**Problem to work on**
Copy the lines below exactly. Start at the first and finish with the line containing "pub(crate) mod worker;".

**Records shown**
◇ ◇ ◇ ◇ ◇ ◇ ◇

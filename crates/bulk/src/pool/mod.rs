//! Thread pool draining delivered blocks off the ingestion thread.
//!
//! A [`WorkerPool`] owns a fixed set of OS threads that share one unbounded
//! MPMC channel of [`Block`]s. Each worker repeatedly takes everything queued
//! at that moment as a private batch and applies the pool's [`Job`] to each
//! block in order. Shutdown is close, then drain, then join: `stop()` closes
//! the channel, workers finish what is already queued, and `join()` collects
//! their [`WorkerMetrics`](crate::WorkerMetrics).
//!
//! ## Structure
//!
//! - [`manager`] - the [`WorkerPool`] handle (send/stop/join).
//! - [`worker`] - the loop each worker thread runs.
//! - [`subscriber`] - adapter registering a pool as a segmenter subscriber.

pub mod manager;
pub mod subscriber;
pub(crate) mod worker;

pub use manager::WorkerPool;
pub use subscriber::{BrokenBlocks, PoolSubscriber};

use crate::{Block, Result};

/// Work applied by a pool to every block it receives.
///
/// A single job instance is shared by all workers of a pool, so it must be
/// thread-safe. Failures are returned, not thrown: the worker logs them,
/// counts them and moves on to the next block.
pub trait Job: Send + Sync + 'static {
    fn run(&self, block: &Block) -> Result<()>;
}

impl<F> Job for F
where
    F: Fn(&Block) -> Result<()> + Send + Sync + 'static,
{
    fn run(&self, block: &Block) -> Result<()> {
        self(block)
    }
}
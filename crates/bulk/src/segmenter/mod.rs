//! Line-oriented block segmentation.
//!
//! The [`Segmenter`] reads one line at a time and groups statements into
//! blocks using two rules:
//!
//! - **Fixed size**: outside explicit blocks, every `block_size` statements
//!   form a block.
//! - **Explicit blocks**: a line holding only the open marker (`{`) starts a
//!   block that lasts until the matching close marker (`}`). Nested markers
//!   are tracked for balance but do not split the block.
//!
//! Opening an explicit block flushes any partially filled fixed-size block.
//! Reaching the end of input flushes the current block, except inside an
//! explicit block, where the partial block is reported through
//! [`Subscriber::on_unexpected_eof`] instead. A close marker with no open
//! block moves the segmenter into a terminal error state and ends the run.

mod state;

pub use state::*;

use crate::{Block, Error, Registry, Result, RunMetrics, StatementFactory, Subscriber};
use core::mem;
use state::LineKind;
use std::io::BufRead;
use std::sync::Arc;

/// State machine turning an input stream into delivered blocks.
///
/// Configuration is fixed at construction. Each call to [`Segmenter::run`]
/// starts from a clean state, so a segmenter can be reused across streams.
#[derive(Debug)]
pub struct Segmenter {
    block_size: usize,
    markers: Markers,
    factory: StatementFactory,
    subscribers: Registry,
    state: State,
    block: Block,
    metrics: RunMetrics,
}

impl Segmenter {
    /// Creates a segmenter using the default `{` / `}` markers.
    ///
    /// # Errors
    ///
    /// Returns [`Error::InvalidConfig`] if `block_size` is zero.
    pub fn new(block_size: usize) -> Result<Self> {
        Self::with_markers(block_size, Markers::default())
    }

    /// Creates a segmenter with custom block markers.
    ///
    /// # Errors
    ///
    /// Returns [`Error::InvalidConfig`] if `block_size` is zero.
    pub fn with_markers(block_size: usize, markers: Markers) -> Result<Self> {
        if block_size == 0 {
            return Err(Error::invalid_config("block size must be greater than 0"));
        }

        Ok(Self {
            block_size,
            markers,
            factory: StatementFactory::new(),
            subscribers: Registry::new(),
            state: State::Initial,
            block: Block::new(),
            metrics: RunMetrics::default(),
        })
    }

    pub fn block_size(&self) -> usize {
        self.block_size
    }

    pub fn markers(&self) -> &Markers {
        &self.markers
    }

    /// State reached by the last run.
    pub fn state(&self) -> &State {
        &self.state
    }

    /// Metrics of the last (or current) run.
    pub fn metrics(&self) -> RunMetrics {
        self.metrics
    }

    /// Registers a subscriber. Registering the same instance twice is a no-op.
    ///
    /// Returns `true` if the subscriber was added.
    pub fn subscribe(&mut self, subscriber: Arc<dyn Subscriber>) -> bool {
        self.subscribers.subscribe(subscriber)
    }

    /// Drives the state machine over `input` until it is exhausted or a
    /// grouping error halts the run.
    ///
    /// Counters and any leftover state from a previous run are reset first. A
    /// grouping error is not an `Err`: inspect [`Segmenter::state`] afterwards.
    ///
    /// # Errors
    ///
    /// Returns [`Error::Io`] if reading from `input` fails. Lines that are not
    /// valid UTF-8 are not an error: invalid bytes are replaced with U+FFFD.
    #[cfg_attr(feature = "tracing", tracing::instrument(level = "debug", skip_all, fields(block_size = self.block_size)))]
    pub fn run<R: BufRead>(&mut self, mut input: R) -> Result<RunMetrics> {
        self.reset();

        let mut buf = Vec::new();
        while self.step(&mut input, &mut buf)? {}

        #[cfg(feature = "tracing")]
        tracing::debug!(
            lines = self.metrics.lines,
            statements = self.metrics.statements,
            blocks = self.metrics.blocks,
            broken_blocks = self.metrics.broken_blocks,
            "Run finished"
        );

        Ok(self.metrics)
    }

    fn reset(&mut self) {
        self.metrics = RunMetrics::default();
        self.block = Block::new();
        self.state = State::Initial;
    }

    /// Processes one line. Returns `false` once the run is over.
    fn step<R: BufRead>(&mut self, input: &mut R, buf: &mut Vec<u8>) -> Result<bool> {
        if let State::Error { message: _message } = &self.state {
            #[cfg(feature = "tracing")]
            tracing::debug!("Halting: {_message}");
            return Ok(false);
        }

        if !read_line(input, buf)? {
            self.finish();
            return Ok(false);
        }
        self.metrics.lines += 1;

        // Bytes that are not UTF-8 become U+FFFD; the line still counts.
        let line = String::from_utf8_lossy(buf);
        let kind = self.markers.classify(&line);
        match (&self.state, kind) {
            (State::Initial, LineKind::Close) => {
                // Anything pending is dropped: nothing is delivered after an
                // error.
                self.block = Block::new();
                self.state = State::Error {
                    message: format!("unexpected end of block at line {}", self.metrics.lines),
                };
            }
            (State::Initial, LineKind::Open) => {
                self.deliver_block();
                self.state = State::InExplicitBlock { depth: 1 };
            }
            (State::Initial, LineKind::Statement) => {
                self.push_statement(&line);
                if self.block.len() >= self.block_size {
                    self.deliver_block();
                }
            }
            (State::InExplicitBlock { depth }, LineKind::Open) => {
                let depth = depth + 1;
                self.state = State::InExplicitBlock { depth };
            }
            (State::InExplicitBlock { depth }, LineKind::Close) => {
                let depth = depth - 1;
                if depth == 0 {
                    self.deliver_block();
                    self.state = State::Initial;
                } else {
                    self.state = State::InExplicitBlock { depth };
                }
            }
            (State::InExplicitBlock { .. }, LineKind::Statement) => {
                self.push_statement(&line);
            }
            (State::Error { .. }, _) => unreachable!("error state is handled above"),
        }

        Ok(true)
    }

    /// End of input.
    fn finish(&mut self) {
        match self.state {
            State::Initial => self.deliver_block(),
            State::InExplicitBlock { .. } => self.deliver_broken_block(),
            State::Error { .. } => {}
        }
    }

    fn push_statement(&mut self, line: &str) {
        self.metrics.statements += 1;
        self.block.push(self.factory.create(line));
    }

    fn deliver_block(&mut self) {
        if self.block.is_empty() {
            return;
        }
        let block = mem::take(&mut self.block);
        self.metrics.blocks += 1;

        #[cfg(feature = "tracing")]
        tracing::debug!(size = block.len(), "Delivering block");

        self.subscribers.notify_block(&block);
    }

    fn deliver_broken_block(&mut self) {
        if self.block.is_empty() {
            return;
        }
        let block = mem::take(&mut self.block);
        self.metrics.broken_blocks += 1;

        #[cfg(feature = "tracing")]
        tracing::debug!(size = block.len(), "Input ended inside an explicit block");

        self.subscribers.notify_unexpected_eof(&block);
    }
}

/// Reads the next line into `buf` without its `\n` or `\r\n` terminator.
///
/// Returns `false` at end of input.
fn read_line<R: BufRead>(input: &mut R, buf: &mut Vec<u8>) -> Result<bool> {
    buf.clear();
    if input.read_until(b'\n', buf)? == 0 {
        return Ok(false);
    }
    if buf.last() == Some(&b'\n') {
        buf.pop();
        if buf.last() == Some(&b'\r') {
            buf.pop();
        }
    }
    Ok(true)
}
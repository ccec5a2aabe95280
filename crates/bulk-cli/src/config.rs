use anyhow::{Context, bail};
use bulk::{DEFAULT_CLOSE_MARKER, DEFAULT_OPEN_MARKER, Markers, ReferenceConfig};
use clap::{Parser, ValueEnum};
use std::path::PathBuf;

/// Command-line arguments for the `bulk` binary.
///
/// Every argument can also be supplied through the environment (or a `.env`
/// file in the working directory); explicit arguments win.
#[derive(Parser, Debug, Clone)]
#[command(
    name = "bulk",
    version,
    about = "Groups commands read from stdin into blocks, printing each block and saving it to its own file"
)]
pub struct CliArgs {
    /// Number of commands in a fixed-size block.
    ///
    /// Commands between a `{` line and its matching `}` line always form a
    /// single block, whatever its size.
    ///
    /// Environment variable: `BULK_BLOCK_SIZE`
    #[arg(env = "BULK_BLOCK_SIZE")]
    pub block_size: usize,

    /// Number of threads writing block files.
    ///
    /// Environment variable: `BULK_WORKERS`
    #[arg(env = "BULK_WORKERS", default_value_t = 2)]
    pub workers: usize,

    /// Directory receiving one `bulk<micros>-<n>.log` file per block.
    ///
    /// Created if missing.
    ///
    /// Environment variable: `BULK_OUTPUT_DIR`
    #[arg(long, env = "BULK_OUTPUT_DIR", default_value = ".")]
    pub output_dir: PathBuf,

    /// Line that opens an explicit block.
    ///
    /// Environment variable: `BULK_OPEN_MARKER`
    #[arg(long, env = "BULK_OPEN_MARKER", default_value_t = String::from(DEFAULT_OPEN_MARKER))]
    pub open_marker: String,

    /// Line that closes an explicit block.
    ///
    /// Environment variable: `BULK_CLOSE_MARKER`
    #[arg(long, env = "BULK_CLOSE_MARKER", default_value_t = String::from(DEFAULT_CLOSE_MARKER))]
    pub close_marker: String,

    /// Summary printed to stderr once the input is exhausted.
    ///
    /// Environment variable: `BULK_REPORT`
    #[arg(long, value_enum, env = "BULK_REPORT", default_value_t = ReportFormat::Text)]
    pub report: ReportFormat,
}

#[derive(ValueEnum, Debug, Default, Clone, Copy, PartialEq, Eq)]
pub enum ReportFormat {
    /// One line per thread.
    #[default]
    Text,
    /// Pretty-printed JSON.
    Json,
    /// No summary.
    None,
}

#[derive(Debug, Clone)]
pub struct RunConfig {
    pub reference: ReferenceConfig,
    pub report: ReportFormat,
}

impl TryFrom<CliArgs> for RunConfig {
    type Error = anyhow::Error;

    fn try_from(args: CliArgs) -> Result<Self, Self::Error> {
        if args.block_size == 0 {
            bail!("BULK_BLOCK_SIZE must be greater than 0");
        }

        if args.workers == 0 {
            bail!("BULK_WORKERS must be greater than 0");
        }

        let markers = Markers::new(&args.open_marker, &args.close_marker).with_context(|| {
            format!(
                "Invalid block markers `{}` / `{}`",
                args.open_marker, args.close_marker
            )
        })?;

        Ok(Self {
            reference: ReferenceConfig {
                block_size: args.block_size,
                workers: args.workers,
                output_dir: args.output_dir,
                markers,
            },
            report: args.report,
        })
    }
}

◇ ◇ ◇ ◇ ◇ ◇ ◇

**Exercise solution**
filename crates/bulk/src/pool/mod.rs
//! Thread pool draining delivered blocks off the ingestion thread.
//!
//! A [`WorkerPool`] owns a fixed set of OS threads that share one unbounded
//! MPMC channel of [`Block`]s. Each worker repeatedly takes everything queued
//! at that moment as a private batch and applies the pool's [`Job`] to each
//! block in order. Shutdown is close, then drain, then join: `stop()` closes
//! the channel, workers finish what is already queued, and `join()` collects
//! their [`WorkerMetrics`](crate::WorkerMetrics).
//!
//! ## Structure
//!
//! - [`manager`] - the [`WorkerPool`] handle (send/stop/join).
//! - [`worker`] - the loop each worker thread runs.
//! - [`subscriber`] - adapter registering a pool as a segmenter subscriber.

pub mod manager;
pub mod subscriber;
pub(crate) mod worker;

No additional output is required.